- _Record extracts_:
▼

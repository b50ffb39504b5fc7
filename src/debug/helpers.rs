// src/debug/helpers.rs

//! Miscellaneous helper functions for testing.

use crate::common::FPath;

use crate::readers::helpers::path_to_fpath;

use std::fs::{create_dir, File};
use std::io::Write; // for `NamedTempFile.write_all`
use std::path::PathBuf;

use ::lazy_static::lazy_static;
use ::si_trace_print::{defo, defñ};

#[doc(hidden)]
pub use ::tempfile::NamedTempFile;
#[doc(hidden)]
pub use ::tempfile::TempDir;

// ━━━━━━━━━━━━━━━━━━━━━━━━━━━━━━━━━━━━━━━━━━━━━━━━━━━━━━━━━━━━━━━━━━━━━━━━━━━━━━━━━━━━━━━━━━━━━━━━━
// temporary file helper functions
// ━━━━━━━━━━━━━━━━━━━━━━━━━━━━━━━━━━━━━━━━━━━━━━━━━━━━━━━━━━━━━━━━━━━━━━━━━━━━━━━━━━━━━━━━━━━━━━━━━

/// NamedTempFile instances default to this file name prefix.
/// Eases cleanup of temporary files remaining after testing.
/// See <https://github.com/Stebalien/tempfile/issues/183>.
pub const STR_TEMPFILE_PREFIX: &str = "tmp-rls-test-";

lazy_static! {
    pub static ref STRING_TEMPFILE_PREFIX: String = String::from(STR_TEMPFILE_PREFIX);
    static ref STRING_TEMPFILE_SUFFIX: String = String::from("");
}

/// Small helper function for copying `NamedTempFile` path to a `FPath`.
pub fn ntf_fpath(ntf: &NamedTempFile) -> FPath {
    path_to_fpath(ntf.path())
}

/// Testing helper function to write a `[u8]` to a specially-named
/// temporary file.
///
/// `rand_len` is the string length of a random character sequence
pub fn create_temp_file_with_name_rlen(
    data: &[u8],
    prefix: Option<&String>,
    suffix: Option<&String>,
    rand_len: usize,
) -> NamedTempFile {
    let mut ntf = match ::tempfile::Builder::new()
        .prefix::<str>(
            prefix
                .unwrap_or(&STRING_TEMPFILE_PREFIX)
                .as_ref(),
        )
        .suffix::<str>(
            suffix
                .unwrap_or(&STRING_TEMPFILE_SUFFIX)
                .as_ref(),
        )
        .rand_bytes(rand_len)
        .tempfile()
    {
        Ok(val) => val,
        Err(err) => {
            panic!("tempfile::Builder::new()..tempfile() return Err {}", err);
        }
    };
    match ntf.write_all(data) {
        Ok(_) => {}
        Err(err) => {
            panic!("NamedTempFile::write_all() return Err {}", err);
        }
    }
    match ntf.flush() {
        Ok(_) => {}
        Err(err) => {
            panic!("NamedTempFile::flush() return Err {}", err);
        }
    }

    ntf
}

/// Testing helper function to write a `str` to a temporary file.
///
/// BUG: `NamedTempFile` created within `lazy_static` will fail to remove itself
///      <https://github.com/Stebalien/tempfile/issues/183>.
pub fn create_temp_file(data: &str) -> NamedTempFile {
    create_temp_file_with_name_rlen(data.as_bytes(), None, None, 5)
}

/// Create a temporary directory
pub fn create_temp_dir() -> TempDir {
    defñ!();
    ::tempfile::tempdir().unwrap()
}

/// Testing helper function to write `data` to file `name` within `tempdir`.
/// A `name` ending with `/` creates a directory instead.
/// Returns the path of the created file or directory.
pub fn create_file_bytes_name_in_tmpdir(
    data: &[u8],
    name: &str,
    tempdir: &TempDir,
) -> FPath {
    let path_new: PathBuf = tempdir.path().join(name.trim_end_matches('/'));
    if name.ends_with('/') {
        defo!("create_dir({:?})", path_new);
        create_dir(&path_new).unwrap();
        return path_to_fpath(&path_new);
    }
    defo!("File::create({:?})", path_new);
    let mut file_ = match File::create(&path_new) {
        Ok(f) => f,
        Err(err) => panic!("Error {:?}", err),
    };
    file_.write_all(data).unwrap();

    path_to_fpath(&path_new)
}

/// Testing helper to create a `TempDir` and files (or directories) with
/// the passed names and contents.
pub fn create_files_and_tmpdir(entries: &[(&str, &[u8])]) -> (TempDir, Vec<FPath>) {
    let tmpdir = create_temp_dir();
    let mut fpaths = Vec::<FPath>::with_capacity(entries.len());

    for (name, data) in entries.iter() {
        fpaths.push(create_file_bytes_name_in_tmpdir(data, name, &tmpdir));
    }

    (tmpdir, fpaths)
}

▲
▼

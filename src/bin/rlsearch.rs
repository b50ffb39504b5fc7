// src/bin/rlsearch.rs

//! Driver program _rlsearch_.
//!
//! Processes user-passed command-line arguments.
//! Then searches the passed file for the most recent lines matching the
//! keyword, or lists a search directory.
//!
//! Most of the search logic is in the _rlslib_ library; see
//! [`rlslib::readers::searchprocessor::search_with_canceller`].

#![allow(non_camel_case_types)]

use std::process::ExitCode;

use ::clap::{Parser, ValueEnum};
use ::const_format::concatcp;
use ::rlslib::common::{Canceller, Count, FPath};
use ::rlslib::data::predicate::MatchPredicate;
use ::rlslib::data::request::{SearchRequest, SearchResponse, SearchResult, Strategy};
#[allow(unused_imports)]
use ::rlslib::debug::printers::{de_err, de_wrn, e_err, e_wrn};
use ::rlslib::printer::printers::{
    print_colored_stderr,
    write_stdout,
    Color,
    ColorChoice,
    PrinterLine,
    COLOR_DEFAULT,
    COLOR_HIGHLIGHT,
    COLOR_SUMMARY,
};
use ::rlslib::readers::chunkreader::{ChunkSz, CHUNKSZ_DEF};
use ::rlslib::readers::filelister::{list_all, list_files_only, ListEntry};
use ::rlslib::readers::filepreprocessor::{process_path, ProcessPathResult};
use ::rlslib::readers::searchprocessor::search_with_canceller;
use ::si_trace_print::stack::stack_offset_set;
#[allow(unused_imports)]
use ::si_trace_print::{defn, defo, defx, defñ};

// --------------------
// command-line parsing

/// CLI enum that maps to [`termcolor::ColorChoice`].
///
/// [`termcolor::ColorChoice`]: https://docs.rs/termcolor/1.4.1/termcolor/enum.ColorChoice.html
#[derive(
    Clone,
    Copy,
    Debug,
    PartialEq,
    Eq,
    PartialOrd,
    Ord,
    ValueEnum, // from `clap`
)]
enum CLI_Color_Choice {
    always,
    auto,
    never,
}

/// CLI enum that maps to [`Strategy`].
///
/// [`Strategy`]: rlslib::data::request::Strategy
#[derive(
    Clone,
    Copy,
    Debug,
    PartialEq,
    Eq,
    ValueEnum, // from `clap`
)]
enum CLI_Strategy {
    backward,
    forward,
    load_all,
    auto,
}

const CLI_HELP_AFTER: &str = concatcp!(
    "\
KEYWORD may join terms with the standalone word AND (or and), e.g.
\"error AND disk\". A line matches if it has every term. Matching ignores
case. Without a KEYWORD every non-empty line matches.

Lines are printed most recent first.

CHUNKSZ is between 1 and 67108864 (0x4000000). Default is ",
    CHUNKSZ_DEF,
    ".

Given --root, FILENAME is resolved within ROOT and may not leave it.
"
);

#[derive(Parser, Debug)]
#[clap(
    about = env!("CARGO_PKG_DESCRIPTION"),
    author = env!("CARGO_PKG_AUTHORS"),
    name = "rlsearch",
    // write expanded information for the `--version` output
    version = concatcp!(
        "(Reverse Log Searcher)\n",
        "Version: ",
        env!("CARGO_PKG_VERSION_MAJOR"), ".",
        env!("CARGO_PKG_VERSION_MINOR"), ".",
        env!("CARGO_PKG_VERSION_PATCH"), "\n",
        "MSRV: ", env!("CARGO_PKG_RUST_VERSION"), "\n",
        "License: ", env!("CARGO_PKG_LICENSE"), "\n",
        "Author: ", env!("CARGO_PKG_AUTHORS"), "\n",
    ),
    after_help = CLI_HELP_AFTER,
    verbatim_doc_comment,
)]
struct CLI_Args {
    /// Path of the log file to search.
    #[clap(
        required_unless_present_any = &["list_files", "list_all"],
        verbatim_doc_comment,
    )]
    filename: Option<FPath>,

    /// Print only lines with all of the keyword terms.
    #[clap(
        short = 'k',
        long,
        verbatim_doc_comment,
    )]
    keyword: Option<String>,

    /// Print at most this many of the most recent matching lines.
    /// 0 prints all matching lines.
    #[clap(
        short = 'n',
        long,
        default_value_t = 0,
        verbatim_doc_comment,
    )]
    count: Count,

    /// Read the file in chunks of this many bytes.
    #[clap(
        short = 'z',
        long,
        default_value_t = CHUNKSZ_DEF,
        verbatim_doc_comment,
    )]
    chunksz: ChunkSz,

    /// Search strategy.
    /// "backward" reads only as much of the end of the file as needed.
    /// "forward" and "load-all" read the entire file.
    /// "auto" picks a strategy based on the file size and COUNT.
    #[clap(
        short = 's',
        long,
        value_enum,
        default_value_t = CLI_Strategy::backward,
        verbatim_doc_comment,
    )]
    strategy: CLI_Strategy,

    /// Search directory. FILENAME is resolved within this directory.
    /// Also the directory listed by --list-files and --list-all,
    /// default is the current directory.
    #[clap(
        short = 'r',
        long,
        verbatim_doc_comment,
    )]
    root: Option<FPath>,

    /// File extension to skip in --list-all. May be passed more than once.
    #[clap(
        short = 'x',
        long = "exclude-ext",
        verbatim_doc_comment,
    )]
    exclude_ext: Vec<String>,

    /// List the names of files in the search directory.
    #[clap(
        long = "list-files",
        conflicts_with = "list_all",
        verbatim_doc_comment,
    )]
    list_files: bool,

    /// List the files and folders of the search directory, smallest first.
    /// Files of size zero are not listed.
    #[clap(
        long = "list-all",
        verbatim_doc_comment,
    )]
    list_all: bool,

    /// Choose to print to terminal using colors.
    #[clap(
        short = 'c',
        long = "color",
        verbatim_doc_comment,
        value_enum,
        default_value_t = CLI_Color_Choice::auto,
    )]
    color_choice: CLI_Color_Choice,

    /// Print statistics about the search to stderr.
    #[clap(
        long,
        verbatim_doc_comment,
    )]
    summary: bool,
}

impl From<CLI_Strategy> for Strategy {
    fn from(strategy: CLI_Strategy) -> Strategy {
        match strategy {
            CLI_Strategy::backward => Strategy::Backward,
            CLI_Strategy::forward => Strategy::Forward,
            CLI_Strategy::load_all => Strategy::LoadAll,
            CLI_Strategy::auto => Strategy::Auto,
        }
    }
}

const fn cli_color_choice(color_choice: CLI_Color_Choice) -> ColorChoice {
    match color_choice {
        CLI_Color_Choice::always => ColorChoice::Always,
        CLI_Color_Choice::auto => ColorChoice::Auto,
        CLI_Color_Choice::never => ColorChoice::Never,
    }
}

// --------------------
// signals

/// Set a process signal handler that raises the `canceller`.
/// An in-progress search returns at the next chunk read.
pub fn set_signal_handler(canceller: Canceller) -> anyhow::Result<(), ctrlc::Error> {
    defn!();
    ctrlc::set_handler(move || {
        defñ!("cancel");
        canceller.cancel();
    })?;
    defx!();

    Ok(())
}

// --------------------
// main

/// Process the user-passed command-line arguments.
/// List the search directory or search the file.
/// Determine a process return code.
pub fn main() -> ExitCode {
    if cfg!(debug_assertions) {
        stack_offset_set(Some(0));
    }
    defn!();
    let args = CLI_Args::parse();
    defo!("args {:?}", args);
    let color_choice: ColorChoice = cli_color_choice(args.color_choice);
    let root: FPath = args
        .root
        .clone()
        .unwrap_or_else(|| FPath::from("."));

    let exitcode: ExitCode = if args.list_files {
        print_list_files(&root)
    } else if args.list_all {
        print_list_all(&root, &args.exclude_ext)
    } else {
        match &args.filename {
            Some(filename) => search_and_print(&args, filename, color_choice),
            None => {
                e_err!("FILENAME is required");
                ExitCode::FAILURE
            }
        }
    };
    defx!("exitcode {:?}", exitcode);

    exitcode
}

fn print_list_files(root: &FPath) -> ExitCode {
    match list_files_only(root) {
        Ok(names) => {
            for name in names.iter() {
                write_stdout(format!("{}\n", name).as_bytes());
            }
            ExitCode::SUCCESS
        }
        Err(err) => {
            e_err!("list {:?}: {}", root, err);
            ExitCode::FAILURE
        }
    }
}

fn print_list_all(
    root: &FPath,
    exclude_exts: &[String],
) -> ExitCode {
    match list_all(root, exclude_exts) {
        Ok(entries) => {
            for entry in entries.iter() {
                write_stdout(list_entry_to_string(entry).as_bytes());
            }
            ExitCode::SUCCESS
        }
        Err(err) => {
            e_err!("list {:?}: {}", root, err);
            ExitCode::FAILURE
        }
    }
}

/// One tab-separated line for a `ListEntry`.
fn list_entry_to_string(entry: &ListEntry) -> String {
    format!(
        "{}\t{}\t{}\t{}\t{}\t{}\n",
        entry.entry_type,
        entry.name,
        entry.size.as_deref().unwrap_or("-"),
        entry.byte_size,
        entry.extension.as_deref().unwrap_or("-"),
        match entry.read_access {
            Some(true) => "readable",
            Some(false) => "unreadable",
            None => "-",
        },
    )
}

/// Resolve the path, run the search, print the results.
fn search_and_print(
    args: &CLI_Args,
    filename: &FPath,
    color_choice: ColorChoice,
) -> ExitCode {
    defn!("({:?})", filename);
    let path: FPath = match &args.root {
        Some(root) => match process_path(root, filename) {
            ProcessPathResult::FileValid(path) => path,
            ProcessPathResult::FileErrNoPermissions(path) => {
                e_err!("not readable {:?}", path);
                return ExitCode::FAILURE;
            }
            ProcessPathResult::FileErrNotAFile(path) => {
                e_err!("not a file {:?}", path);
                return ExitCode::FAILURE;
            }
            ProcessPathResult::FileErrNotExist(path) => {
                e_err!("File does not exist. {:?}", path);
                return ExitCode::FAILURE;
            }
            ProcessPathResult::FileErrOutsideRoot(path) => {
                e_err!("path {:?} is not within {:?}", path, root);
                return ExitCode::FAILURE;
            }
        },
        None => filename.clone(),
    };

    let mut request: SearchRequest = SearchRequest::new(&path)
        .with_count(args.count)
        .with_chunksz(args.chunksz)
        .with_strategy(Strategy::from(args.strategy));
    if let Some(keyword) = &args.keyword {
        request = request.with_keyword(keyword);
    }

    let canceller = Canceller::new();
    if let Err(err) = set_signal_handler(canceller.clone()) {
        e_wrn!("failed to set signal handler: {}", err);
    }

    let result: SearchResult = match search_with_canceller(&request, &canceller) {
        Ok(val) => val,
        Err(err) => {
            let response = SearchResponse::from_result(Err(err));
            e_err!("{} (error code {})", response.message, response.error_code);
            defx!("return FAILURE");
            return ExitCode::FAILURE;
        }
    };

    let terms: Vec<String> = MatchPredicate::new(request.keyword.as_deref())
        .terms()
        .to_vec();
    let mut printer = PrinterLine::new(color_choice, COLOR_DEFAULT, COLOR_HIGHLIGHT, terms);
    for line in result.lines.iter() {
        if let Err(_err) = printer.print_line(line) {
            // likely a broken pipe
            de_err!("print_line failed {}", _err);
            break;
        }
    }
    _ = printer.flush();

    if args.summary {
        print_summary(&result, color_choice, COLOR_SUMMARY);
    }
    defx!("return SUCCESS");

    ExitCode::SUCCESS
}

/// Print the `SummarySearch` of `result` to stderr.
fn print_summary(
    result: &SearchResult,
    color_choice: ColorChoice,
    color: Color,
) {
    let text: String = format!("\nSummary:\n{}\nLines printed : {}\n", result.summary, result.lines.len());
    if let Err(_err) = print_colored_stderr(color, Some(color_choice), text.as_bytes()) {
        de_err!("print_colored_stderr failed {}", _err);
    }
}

▲

- _The problem_:
The expected result is a copy of each line in the records where "github" appears.

- _Output_:
/// See <https://github.com/Stebalien/tempfile/issues/183>.
///      <https://github.com/Stebalien/tempfile/issues/183>.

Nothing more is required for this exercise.